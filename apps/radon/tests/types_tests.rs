//! Unit tests for API request/response types.

#![allow(clippy::unwrap_used, clippy::panic)]

use axum::http::StatusCode;
use radon::api::{
    ApiError, HealthResponse, Phase1Request, ReadingValue, ResultsRequest, StockRequest,
};
use radon_core::{CampaignId, FormField, IssueKind, RadonError, ValidationReport};

// =============================================================================
// HEALTH RESPONSE
// =============================================================================

#[test]
fn test_health_response_default() {
    let health = HealthResponse::default();
    assert_eq!(health.status, "ok");
    assert!(!health.version.is_empty());
}

// =============================================================================
// PHASE 1 REQUEST
// =============================================================================

#[test]
fn test_phase1_rows_numbered_after_explicit_ids() {
    let json = r#"{
        "dosimeters": [
            {"code": "A"},
            {"id": 5, "code": "B"},
            {"code": "C"}
        ]
    }"#;
    let request: Phase1Request = serde_json::from_str(json).unwrap();
    let ids: Vec<u32> = request.rows().iter().map(|r| r.id).collect();
    assert_eq!(ids, vec![6, 5, 7]);
}

#[test]
fn test_phase1_signatures_are_flattened() {
    let json = r#"{
        "placement_date": "2025-03-01",
        "technician": {"first_name": "Luca"},
        "client_contact": {"role": "Custode"},
        "dosimeters": [{"code": "A", "floor": "1"}]
    }"#;
    let request: Phase1Request = serde_json::from_str(json).unwrap();
    assert_eq!(request.signatures.technician.first_name, "Luca");
    assert_eq!(request.signatures.client_contact.role, "Custode");
    assert_eq!(request.rows()[0].floor, "1");
}

// =============================================================================
// RESULTS REQUEST
// =============================================================================

#[test]
fn test_reading_accepts_number_or_text() {
    let json = r#"{"readings": [
        {"dosimeter": 1, "phase1": 120, "phase2": "95"},
        {"dosimeter": 2, "phase1": "1,5", "phase2": 87.5}
    ]}"#;
    let request: ResultsRequest = serde_json::from_str(json).unwrap();
    assert_eq!(
        request.readings[0].phase1,
        Some(ReadingValue::Number(120.into()))
    );

    let form = request.into_form();
    assert_eq!(form.readings[&1].phase1, "120");
    assert_eq!(form.readings[&1].phase2, "95");
    assert_eq!(form.readings[&2].phase1, "1,5");
    assert_eq!(form.readings[&2].phase2, "87.5");
}

#[test]
fn test_decimal_readings_round_half_up() {
    let json = r#"{"readings": [{"dosimeter": 1, "phase1": 120.5, "phase2": "99,4"}]}"#;
    let request: ResultsRequest = serde_json::from_str(json).unwrap();
    let results = request.into_form().parse(&[1]).unwrap();
    assert_eq!(results[0].reading_phase1, 121);
    assert_eq!(results[0].reading_phase2, 99);
    assert_eq!(results[0].average, 110);
}

// =============================================================================
// STOCK REQUEST
// =============================================================================

#[test]
fn test_stock_request_optional_fields() {
    let request: StockRequest = serde_json::from_str(r#"{"quantity": 20}"#).unwrap();
    assert_eq!(request.quantity, 20);
    assert!(request.order_ref.is_empty());
    assert!(request.user.is_none());
}

// =============================================================================
// ERROR MAPPING
// =============================================================================

#[test]
fn test_error_status_codes() {
    let mut report = ValidationReport::new();
    report.push(FormField::StockQuantity, IssueKind::NotPositive);

    let cases = [
        (RadonError::Validation(report), StatusCode::UNPROCESSABLE_ENTITY),
        (
            RadonError::CampaignNotFound(CampaignId::new("7")),
            StatusCode::NOT_FOUND,
        ),
        (
            RadonError::InvalidTransition("no".to_string()),
            StatusCode::CONFLICT,
        ),
        (
            RadonError::IoError("disk".to_string()),
            StatusCode::INTERNAL_SERVER_ERROR,
        ),
    ];
    for (error, status) in cases {
        assert_eq!(ApiError::from(error).status(), status);
    }
}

▶ _EXERCISE BRIEF_
Copy each line from the data that features the string "role".

▶ _SOLUTION TO THIS PROBLEM_
        "client_contact": {"role": "Custode"},
    assert_eq!(request.signatures.client_contact.role, "Custode");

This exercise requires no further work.